TASK PROMPT: Show the lines of the material that contain the word "enum".

SUPPLIED ENTRIES:
##########

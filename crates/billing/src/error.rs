//! Billing error types.

use uuid::Uuid;

/// Errors surfaced by the billing crate.
///
/// `InvalidPlan` and `AccountNotFound` are caller mistakes; `Database` wraps
/// any storage failure, after which the enclosing transaction has been rolled
/// back in full.
#[derive(Debug, thiserror::Error)]
pub enum BillingError {
    #[error("invalid plan '{0}'. Valid plans are: free, pro, ultra, extreme")]
    InvalidPlan(String),

    #[error("account {0} not found")]
    AccountNotFound(Uuid),

    #[error("database error: {0}")]
    Database(#[from] sqlx::Error),
}

pub type BillingResult<T> = Result<T, BillingError>;
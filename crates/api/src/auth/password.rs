//! Password hashing with Argon2id.

use argon2::password_hash::rand_core::OsRng;
use argon2::password_hash::{PasswordHash, PasswordHasher, PasswordVerifier, SaltString};
use argon2::Argon2;

/// Hash a plaintext password with a fresh random salt.
pub fn hash_password(password: &str) -> Result<String, argon2::password_hash::Error> {
    let salt = SaltString::generate(&mut OsRng);
    let hash = Argon2::default().hash_password(password.as_bytes(), &salt)?;
    Ok(hash.to_string())
}

/// Check a plaintext password against a stored hash. Malformed hashes
/// verify as false rather than erroring.
pub fn verify_password(password: &str, stored_hash: &str) -> bool {
    match PasswordHash::new(stored_hash) {
        Ok(parsed) => Argon2::default()
            .verify_password(password.as_bytes(), &parsed)
            .is_ok(),
        Err(_) => false,
    }
}

#[cfg(test)]
mod tests {
    use super::*;

    #[test]
    fn correct_password_verifies() {
        let hash = hash_password("hunter2hunter2").unwrap();
        assert!(verify_password("hunter2hunter2", &hash));
    }

    #[test]
    fn wrong_password_fails() {
        let hash = hash_password("hunter2hunter2").unwrap();
        assert!(!verify_password("wrong-password", &hash));
    }

    #[test]
    fn same_password_hashes_differently() {
        let a = hash_password("hunter2hunter2").unwrap();
        let b = hash_password("hunter2hunter2").unwrap();
        assert_ne!(a, b);
    }

    #[test]
    fn malformed_hash_fails_closed() {
        assert!(!verify_password("anything", "not-a-phc-string"));
        assert!(!verify_password("anything", ""));
    }
}
//! Clock abstraction for time-dependent billing logic.
//!
//! The transition engine stamps `started_at` and `next_billing_date` from an
//! injected clock so tests can pin timestamps instead of racing `now()`.

use std::sync::Arc;
use time::OffsetDateTime;

/// Source of the current instant.
pub trait Clock: Send + Sync {
    fn now(&self) -> OffsetDateTime;
}

/// Production clock backed by the system time.
#[derive(Debug, Clone, Copy, Default)]
pub struct SystemClock;

impl Clock for SystemClock {
    fn now(&self) -> OffsetDateTime {
        OffsetDateTime::now_utc()
    }
}

/// Clock pinned to a single instant, for tests.
#[derive(Debug, Clone, Copy)]
pub struct FixedClock(pub OffsetDateTime);

impl Clock for FixedClock {
    fn now(&self) -> OffsetDateTime {
        self.0
    }
}

impl Clock for Arc<dyn Clock> {
    fn now(&self) -> OffsetDateTime {
        self.as_ref().now()
    }
}
//! PlanPilot API Server
//!
//! Serves the authentication and subscription endpoints over HTTP.

use std::net::SocketAddr;

use axum::http::{header, Method};
use planpilot_shared::{create_pool, run_migrations};
use tower_http::cors::{AllowOrigin, CorsLayer};
use tower_http::trace::TraceLayer;
use tracing_subscriber::{layer::SubscriberExt, util::SubscriberInitExt};

use planpilot_api::routes::create_router;
use planpilot_api::{AppState, Config};

#[tokio::main]
async fn main() -> anyhow::Result<()> {
    // Load .env file if present
    dotenvy::dotenv().ok();

    tracing_subscriber::registry()
        .with(
            tracing_subscriber::EnvFilter::try_from_default_env()
                .unwrap_or_else(|_| "info,planpilot_api=debug".into()),
        )
        .with(tracing_subscriber::fmt::layer())
        .init();

    tracing::info!("Starting PlanPilot API v{}", env!("CARGO_PKG_VERSION"));

    let config = Config::from_env()?;

    tracing::info!("Connecting to database...");
    let pool = create_pool(&config.database_url).await?;
    run_migrations(&pool).await?;
    tracing::info!("Database ready");

    let allowed_origins: Vec<axum::http::HeaderValue> = config
        .allowed_origins
        .iter()
        .filter_map(|s| s.parse().ok())
        .collect();

    tracing::info!(
        allowed_origins = ?allowed_origins,
        "CORS configured with {} allowed origins",
        allowed_origins.len()
    );

    let cors = CorsLayer::new()
        .allow_origin(AllowOrigin::list(allowed_origins))
        .allow_methods([Method::GET, Method::POST, Method::OPTIONS])
        .allow_headers([header::AUTHORIZATION, header::CONTENT_TYPE, header::ACCEPT]);

    let state = AppState::new(pool, &config);

    let app = create_router(state)
        .layer(cors)
        .layer(TraceLayer::new_for_http());

    let addr: SocketAddr = config.bind_address.parse()?;
    tracing::info!("Listening on {}", addr);

    let listener = tokio::net::TcpListener::bind(addr).await?;
    axum::serve(listener, app).await?;

    Ok(())
}
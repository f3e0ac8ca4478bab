//! Environment-driven configuration.

use anyhow::Context;

#[derive(Debug, Clone)]
pub struct Config {
    pub database_url: String,
    pub bind_address: String,
    pub jwt_secret: String,
    pub jwt_expiry_hours: i64,
    /// CORS origin allowlist; defaults to local development hosts.
    pub allowed_origins: Vec<String>,
}

impl Config {
    pub fn from_env() -> anyhow::Result<Self> {
        let database_url = std::env::var("DATABASE_URL").context("DATABASE_URL must be set")?;
        let jwt_secret = std::env::var("JWT_SECRET").context("JWT_SECRET must be set")?;

        let bind_address =
            std::env::var("BIND_ADDRESS").unwrap_or_else(|_| "0.0.0.0:5000".to_string());

        let jwt_expiry_hours = std::env::var("JWT_EXPIRY_HOURS")
            .ok()
            .map(|v| v.parse::<i64>())
            .transpose()
            .context("JWT_EXPIRY_HOURS must be an integer")?
            .unwrap_or(24);

        let allowed_origins = std::env::var("ALLOWED_ORIGINS")
            .unwrap_or_else(|_| "http://localhost:3000,http://127.0.0.1:3000".to_string())
            .split(',')
            .map(|s| s.trim().to_string())
            .filter(|s| !s.is_empty())
            .collect();

        Ok(Self {
            database_url,
            bind_address,
            jwt_secret,
            jwt_expiry_hours,
            allowed_origins,
        })
    }
}
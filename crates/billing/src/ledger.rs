//! Subscription ledger: persisted subscription records and their data access.
//!
//! Every function takes a `PgExecutor` so it can run against the pool or
//! inside the transition engine's transaction.

use planpilot_shared::PlanKey;
use serde::Serialize;
use time::OffsetDateTime;
use uuid::Uuid;

/// Subscription lifecycle status. Rows are never deleted; superseded
/// subscriptions transition to `cancelled`.
#[derive(Debug, Clone, Copy, PartialEq, Eq, Serialize)]
#[serde(rename_all = "lowercase")]
pub enum SubscriptionStatus {
    Active,
    Cancelled,
}

impl SubscriptionStatus {
    pub fn as_str(&self) -> &'static str {
        match self {
            SubscriptionStatus::Active => "active",
            SubscriptionStatus::Cancelled => "cancelled",
        }
    }
}

impl std::fmt::Display for SubscriptionStatus {
    fn fmt(&self, f: &mut std::fmt::Formatter<'_>) -> std::fmt::Result {
        f.write_str(self.as_str())
    }
}

impl std::str::FromStr for SubscriptionStatus {
    type Err = String;

    fn from_str(s: &str) -> Result<Self, Self::Err> {
        match s {
            "active" => Ok(SubscriptionStatus::Active),
            "cancelled" => Ok(SubscriptionStatus::Cancelled),
            other => Err(format!("unknown subscription status: {other}")),
        }
    }
}

impl sqlx::Type<sqlx::Postgres> for SubscriptionStatus {
    fn type_info() -> sqlx::postgres::PgTypeInfo {
        <&str as sqlx::Type<sqlx::Postgres>>::type_info()
    }

    fn compatible(ty: &sqlx::postgres::PgTypeInfo) -> bool {
        <&str as sqlx::Type<sqlx::Postgres>>::compatible(ty)
    }
}

impl<'q> sqlx::Encode<'q, sqlx::Postgres> for SubscriptionStatus {
    fn encode_by_ref(
        &self,
        buf: &mut sqlx::postgres::PgArgumentBuffer,
    ) -> Result<sqlx::encode::IsNull, sqlx::error::BoxDynError> {
        <&str as sqlx::Encode<'q, sqlx::Postgres>>::encode_by_ref(&self.as_str(), buf)
    }
}

impl<'r> sqlx::Decode<'r, sqlx::Postgres> for SubscriptionStatus {
    fn decode(value: sqlx::postgres::PgValueRef<'r>) -> Result<Self, sqlx::error::BoxDynError> {
        let s = <&str as sqlx::Decode<'r, sqlx::Postgres>>::decode(value)?;
        s.parse().map_err(Into::into)
    }
}

/// A persisted subscription record.
///
/// `price_cents` is the catalog price captured when the subscription was
/// opened, so later catalog changes never alter history.
#[derive(Debug, Clone, Serialize, sqlx::FromRow)]
pub struct Subscription {
    pub id: Uuid,
    pub account_id: Uuid,
    pub plan: PlanKey,
    pub price_cents: i64,
    pub status: SubscriptionStatus,
    #[serde(with = "time::serde::rfc3339")]
    pub started_at: OffsetDateTime,
    #[serde(with = "time::serde::rfc3339::option")]
    pub next_billing_date: Option<OffsetDateTime>,
}

/// Fields for opening a new subscription.
#[derive(Debug, Clone)]
pub struct NewSubscription {
    pub account_id: Uuid,
    pub plan: PlanKey,
    pub price_cents: i64,
    pub started_at: OffsetDateTime,
    pub next_billing_date: Option<OffsetDateTime>,
}

/// Find the account's active subscription.
///
/// The "at most one active" invariant should make this unique; the
/// most-recently-started row wins as a defensive tie-break.
pub async fn find_active_by_account<'e, E>(
    executor: E,
    account_id: Uuid,
) -> Result<Option<Subscription>, sqlx::Error>
where
    E: sqlx::PgExecutor<'e>,
{
    sqlx::query_as::<_, Subscription>(
        r#"
        SELECT id, account_id, plan, price_cents, status, started_at, next_billing_date
        FROM subscriptions
        WHERE account_id = $1 AND status = 'active'
        ORDER BY started_at DESC
        LIMIT 1
        "#,
    )
    .bind(account_id)
    .fetch_optional(executor)
    .await
}

/// Open a new subscription and return the stored row.
pub async fn create<'e, E>(executor: E, new: &NewSubscription) -> Result<Subscription, sqlx::Error>
where
    E: sqlx::PgExecutor<'e>,
{
    sqlx::query_as::<_, Subscription>(
        r#"
        INSERT INTO subscriptions (account_id, plan, price_cents, status, started_at, next_billing_date)
        VALUES ($1, $2, $3, 'active', $4, $5)
        RETURNING id, account_id, plan, price_cents, status, started_at, next_billing_date
        "#,
    )
    .bind(new.account_id)
    .bind(new.plan)
    .bind(new.price_cents)
    .bind(new.started_at)
    .bind(new.next_billing_date)
    .fetch_one(executor)
    .await
}

/// Set a subscription's status. Returns false if the row does not exist.
pub async fn set_status<'e, E>(
    executor: E,
    subscription_id: Uuid,
    status: SubscriptionStatus,
) -> Result<bool, sqlx::Error>
where
    E: sqlx::PgExecutor<'e>,
{
    let rows_affected = sqlx::query("UPDATE subscriptions SET status = $1 WHERE id = $2")
        .bind(status)
        .bind(subscription_id)
        .execute(executor)
        .await?
        .rows_affected();

    Ok(rows_affected > 0)
}

/// Fetch a subscription by id.
pub async fn find_by_id<'e, E>(
    executor: E,
    subscription_id: Uuid,
) -> Result<Option<Subscription>, sqlx::Error>
where
    E: sqlx::PgExecutor<'e>,
{
    sqlx::query_as::<_, Subscription>(
        r#"
        SELECT id, account_id, plan, price_cents, status, started_at, next_billing_date
        FROM subscriptions
        WHERE id = $1
        "#,
    )
    .bind(subscription_id)
    .fetch_optional(executor)
    .await
}

#[cfg(test)]
mod tests {
    use super::*;

    #[test]
    fn status_round_trips_through_strings() {
        for status in [SubscriptionStatus::Active, SubscriptionStatus::Cancelled] {
            let parsed: SubscriptionStatus = status.as_str().parse().unwrap();
            assert_eq!(parsed, status);
        }
        assert!("expired".parse::<SubscriptionStatus>().is_err());
    }
}
//! Application configuration for Geoenrich.
//!
//! User config lives at `~/.geoenrich/geoenrich.toml`.
//! CLI flags override config file values, which override defaults.

use std::path::{Path, PathBuf};
use std::time::Duration;

use serde::{Deserialize, Serialize};

use crate::error::{GeoenrichError, Result};

/// Default configuration file name.
const CONFIG_FILE_NAME: &str = "geoenrich.toml";

/// Default config directory name under the user's home.
const CONFIG_DIR_NAME: &str = ".geoenrich";

/// Default number of records per batch.
pub const DEFAULT_BATCH_SIZE: usize = 1000;

/// Cache collection holding every geocode entry.
pub const DEFAULT_CACHE_COLLECTION: &str = "geocodeio";

// ---------------------------------------------------------------------------
// Config structs (matching geoenrich.toml schema)
// ---------------------------------------------------------------------------

/// Top-level application config, deserialized from TOML.
#[derive(Debug, Clone, Default, Serialize, Deserialize)]
pub struct AppConfig {
    /// Geocodio service settings.
    #[serde(default)]
    pub geocodio: GeocodioConfig,

    /// Pipeline defaults.
    #[serde(default)]
    pub pipeline: PipelineDefaults,

    /// Cache backend settings.
    #[serde(default)]
    pub cache: CacheConfig,
}

/// `[geocodio]` section.
#[derive(Debug, Clone, Serialize, Deserialize)]
pub struct GeocodioConfig {
    /// Name of the env var holding the API key (never store the key itself).
    #[serde(default = "default_api_key_env")]
    pub api_key_env: String,

    /// Service base URL; `/geocode` is appended.
    #[serde(default = "default_base_url")]
    pub base_url: String,

    /// Timeout for one batched geocode call, in seconds.
    #[serde(default = "default_timeout_secs")]
    pub timeout_secs: u64,
}

impl Default for GeocodioConfig {
    fn default() -> Self {
        Self {
            api_key_env: default_api_key_env(),
            base_url: default_base_url(),
            timeout_secs: default_timeout_secs(),
        }
    }
}

fn default_api_key_env() -> String {
    "GEOCODIO_API_KEY".into()
}
fn default_base_url() -> String {
    "https://api.geocod.io/v1.7".into()
}
fn default_timeout_secs() -> u64 {
    60
}

/// What to do when the cache write for a batch fails.
#[derive(Debug, Clone, Copy, Default, PartialEq, Eq, Serialize, Deserialize)]
#[serde(rename_all = "kebab-case")]
pub enum CacheWriteFailure {
    /// Abort the run with the cache error.
    #[default]
    Fail,
    /// Log the error and forward the already-enriched batch.
    Ignore,
}

/// `[pipeline]` section.
#[derive(Debug, Clone, Serialize, Deserialize)]
pub struct PipelineDefaults {
    /// Records per batch.
    #[serde(default = "default_batch_size")]
    pub batch_size: usize,

    /// Policy for failed cache writes.
    #[serde(default)]
    pub cache_write_failure: CacheWriteFailure,

    /// Capacity of the record channels feeding and draining the pipeline.
    #[serde(default = "default_channel_capacity")]
    pub channel_capacity: usize,
}

impl Default for PipelineDefaults {
    fn default() -> Self {
        Self {
            batch_size: default_batch_size(),
            cache_write_failure: CacheWriteFailure::default(),
            channel_capacity: default_channel_capacity(),
        }
    }
}

fn default_batch_size() -> usize {
    DEFAULT_BATCH_SIZE
}
fn default_channel_capacity() -> usize {
    DEFAULT_BATCH_SIZE
}

/// `[cache]` section.
#[derive(Debug, Clone, Serialize, Deserialize)]
pub struct CacheConfig {
    /// Path to the cache database. Empty means `~/.geoenrich/cache.db`.
    #[serde(default)]
    pub path: String,

    /// Collection (namespace) holding the geocode entries.
    #[serde(default = "default_collection")]
    pub collection: String,
}

impl Default for CacheConfig {
    fn default() -> Self {
        Self {
            path: String::new(),
            collection: default_collection(),
        }
    }
}

fn default_collection() -> String {
    DEFAULT_CACHE_COLLECTION.into()
}

impl CacheConfig {
    /// Resolve the database path, falling back to the config directory.
    pub fn resolved_path(&self) -> Result<PathBuf> {
        if self.path.is_empty() {
            Ok(config_dir()?.join("cache.db"))
        } else {
            Ok(PathBuf::from(&self.path))
        }
    }
}

// ---------------------------------------------------------------------------
// Stage options and runtime pipeline config
// ---------------------------------------------------------------------------

/// Per-run stage options. `address` names the record field to geocode.
#[derive(Debug, Clone, PartialEq, Eq, Serialize, Deserialize)]
pub struct StageOptions {
    pub address: String,
}

impl StageOptions {
    /// Reject options before any record is processed.
    pub fn validate(&self) -> Result<()> {
        if self.address.trim().is_empty() {
            return Err(GeoenrichError::config(
                "stage option `address` is required and must be non-empty",
            ));
        }
        Ok(())
    }
}

/// Runtime pipeline configuration, merged from config file + CLI flags.
#[derive(Debug, Clone)]
pub struct PipelineConfig {
    /// Records per batch.
    pub batch_size: usize,
    /// Policy for failed cache writes.
    pub cache_write_failure: CacheWriteFailure,
    /// Capacity of the record channels.
    pub channel_capacity: usize,
    /// Upper bound on one geocode call; enforced by the geocoder stage,
    /// where an elapsed call counts as a failed service call.
    pub service_timeout: Duration,
}

impl Default for PipelineConfig {
    fn default() -> Self {
        Self::from(&AppConfig::default())
    }
}

impl From<&AppConfig> for PipelineConfig {
    fn from(config: &AppConfig) -> Self {
        Self {
            batch_size: config.pipeline.batch_size,
            cache_write_failure: config.pipeline.cache_write_failure,
            channel_capacity: config.pipeline.channel_capacity,
            service_timeout: Duration::from_secs(config.geocodio.timeout_secs),
        }
    }
}

impl PipelineConfig {
    /// Check numeric limits.
    pub fn validate(&self) -> Result<()> {
        if self.batch_size == 0 {
            return Err(GeoenrichError::config("batch_size must be greater than 0"));
        }
        if self.channel_capacity == 0 {
            return Err(GeoenrichError::config("channel_capacity must be greater than 0"));
        }
        if self.service_timeout.is_zero() {
            return Err(GeoenrichError::config("service timeout must be greater than 0"));
        }
        Ok(())
    }
}

// ---------------------------------------------------------------------------
// Config loading
// ---------------------------------------------------------------------------

/// Get the path to the config directory (`~/.geoenrich/`).
pub fn config_dir() -> Result<PathBuf> {
    let home = dirs::home_dir()
        .ok_or_else(|| GeoenrichError::config("could not determine home directory"))?;
    Ok(home.join(CONFIG_DIR_NAME))
}

/// Get the path to the config file (`~/.geoenrich/geoenrich.toml`).
pub fn config_file_path() -> Result<PathBuf> {
    Ok(config_dir()?.join(CONFIG_FILE_NAME))
}

/// Load the application config from disk. Returns defaults if the file does not exist.
pub fn load_config() -> Result<AppConfig> {
    let path = config_file_path()?;

    if !path.exists() {
        tracing::debug!(?path, "config file not found, using defaults");
        return Ok(AppConfig::default());
    }

    load_config_from(&path)
}

/// Load the application config from a specific file path.
pub fn load_config_from(path: &Path) -> Result<AppConfig> {
    let content = std::fs::read_to_string(path).map_err(|e| GeoenrichError::io(path, e))?;

    toml::from_str(&content).map_err(|e| {
        GeoenrichError::config(format!("failed to parse {}: {e}", path.display()))
    })
}

/// Create the config directory and write a default config file.
/// Returns the path to the created file.
pub fn init_config() -> Result<PathBuf> {
    let dir = config_dir()?;
    std::fs::create_dir_all(&dir).map_err(|e| GeoenrichError::io(&dir, e))?;

    let path = dir.join(CONFIG_FILE_NAME);
    let config = AppConfig::default();
    let content =
        toml::to_string_pretty(&config).map_err(|e| GeoenrichError::config(e.to_string()))?;

    std::fs::write(&path, content).map_err(|e| GeoenrichError::io(&path, e))?;
    tracing::info!(?path, "created default config file");

    Ok(path)
}

/// Read the Geocodio API key from the configured env var.
pub fn resolve_api_key(config: &AppConfig) -> Result<String> {
    let var_name = &config.geocodio.api_key_env;
    match std::env::var(var_name) {
        Ok(val) if !val.is_empty() => Ok(val),
        _ => Err(GeoenrichError::config(format!(
            "Geocodio API key not found. Set the {var_name} environment variable.\n\
             Get a key at https://dash.geocod.io"
        ))),
    }
}

#[cfg(test)]
mod tests {
    use super::*;

    #[test]
    fn default_config_serializes() {
        let config = AppConfig::default();
        let toml_str = toml::to_string_pretty(&config).expect("serialize default config");
        assert!(toml_str.contains("batch_size"));
        assert!(toml_str.contains("GEOCODIO_API_KEY"));
        assert!(toml_str.contains("geocodeio"));
    }

    #[test]
    fn config_roundtrip() {
        let config = AppConfig::default();
        let toml_str = toml::to_string_pretty(&config).expect("serialize");
        let parsed: AppConfig = toml::from_str(&toml_str).expect("deserialize");
        assert_eq!(parsed.pipeline.batch_size, 1000);
        assert_eq!(parsed.pipeline.cache_write_failure, CacheWriteFailure::Fail);
        assert_eq!(parsed.geocodio.api_key_env, "GEOCODIO_API_KEY");
    }

    #[test]
    fn partial_config_fills_defaults() {
        let toml_str = r#"
[pipeline]
batch_size = 250
cache_write_failure = "ignore"

[geocodio]
timeout_secs = 5
"#;
        let config: AppConfig = toml::from_str(toml_str).expect("parse");
        let runtime = PipelineConfig::from(&config);
        assert_eq!(runtime.batch_size, 250);
        assert_eq!(runtime.cache_write_failure, CacheWriteFailure::Ignore);
        assert_eq!(runtime.service_timeout, Duration::from_secs(5));
        assert_eq!(config.cache.collection, "geocodeio");
        assert_eq!(config.geocodio.base_url, "https://api.geocod.io/v1.7");
    }

    #[test]
    fn stage_options_require_address() {
        assert!(StageOptions { address: "addr".into() }.validate().is_ok());

        let err = StageOptions { address: "  ".into() }.validate().unwrap_err();
        assert!(err.to_string().contains("address"));
    }

    #[test]
    fn zero_batch_size_rejected() {
        let config = PipelineConfig {
            batch_size: 0,
            ..PipelineConfig::default()
        };
        assert!(config.validate().is_err());
    }

    #[test]
    fn zero_service_timeout_rejected() {
        let config = PipelineConfig {
            service_timeout: Duration::ZERO,
            ..PipelineConfig::default()
        };
        let err = config.validate().unwrap_err();
        assert!(err.to_string().contains("timeout"));
    }

    #[test]
    fn explicit_cache_path_wins() {
        let cache = CacheConfig {
            path: "/tmp/geo.db".into(),
            ..CacheConfig::default()
        };
        assert_eq!(cache.resolved_path().unwrap(), PathBuf::from("/tmp/geo.db"));
    }

    #[test]
    fn api_key_resolution() {
        let mut config = AppConfig::default();
        // Use a unique env var name to avoid interfering with other tests
        config.geocodio.api_key_env = "GE_TEST_NONEXISTENT_KEY_12345".into();
        let result = resolve_api_key(&config);
        assert!(result.is_err());
        assert!(result.unwrap_err().to_string().contains("API key not found"));
    }
}
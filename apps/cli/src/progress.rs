//! Terminal progress for enrichment runs.

use std::sync::atomic::{AtomicUsize, Ordering};
use std::time::Duration;

use geoenrich_core::PipelineObserver;
use geoenrich_geocodio::GeocodeError;
use indicatif::{ProgressBar, ProgressStyle};

/// Pipeline observer driving an indicatif spinner on stderr.
pub(crate) struct CliProgress {
    spinner: ProgressBar,
    records: AtomicUsize,
    hits: AtomicUsize,
    geocoded: AtomicUsize,
    failures: AtomicUsize,
}

impl CliProgress {
    pub(crate) fn new() -> Self {
        let spinner = ProgressBar::new_spinner();
        let style = ProgressStyle::with_template("{spinner:.cyan} {msg}")
            .unwrap_or_else(|_| ProgressStyle::default_spinner())
            .tick_strings(&["⠋", "⠙", "⠹", "⠸", "⠼", "⠴", "⠦", "⠧", "⠇", "⠏"]);
        spinner.set_style(style);
        spinner.enable_steady_tick(Duration::from_millis(80));
        spinner.set_message("waiting for records");
        Self {
            spinner,
            records: AtomicUsize::new(0),
            hits: AtomicUsize::new(0),
            geocoded: AtomicUsize::new(0),
            failures: AtomicUsize::new(0),
        }
    }

    pub(crate) fn finish(&self) {
        self.spinner.finish_and_clear();
    }

    fn refresh(&self, index: usize) {
        let failures = self.failures.load(Ordering::Relaxed);
        let mut msg = format!(
            "batch {index}: {} records, {} cached, {} geocoded",
            self.records.load(Ordering::Relaxed),
            self.hits.load(Ordering::Relaxed),
            self.geocoded.load(Ordering::Relaxed),
        );
        if failures > 0 {
            msg.push_str(&format!(", {failures} failed calls"));
        }
        self.spinner.set_message(msg);
    }
}

impl PipelineObserver for CliProgress {
    fn batch_started(&self, index: usize, _records: usize) {
        self.refresh(index);
    }

    fn cache_lookup(&self, index: usize, hits: usize, _misses: usize) {
        self.hits.fetch_add(hits, Ordering::Relaxed);
        self.refresh(index);
    }

    fn geocoded(&self, index: usize, _requested: usize, resolved: usize) {
        self.geocoded.fetch_add(resolved, Ordering::Relaxed);
        self.refresh(index);
    }

    fn geocode_failed(&self, index: usize, _error: &GeocodeError) {
        self.failures.fetch_add(1, Ordering::Relaxed);
        self.refresh(index);
    }

    fn cache_written(&self, _index: usize, _entries: usize) {}

    fn batch_finished(&self, index: usize, records: usize) {
        self.records.fetch_add(records, Ordering::Relaxed);
        self.refresh(index);
    }
}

##########

EXPECTED ANSWER:
pub enum BillingError {
pub enum SubscriptionStatus {
pub enum CacheWriteFailure {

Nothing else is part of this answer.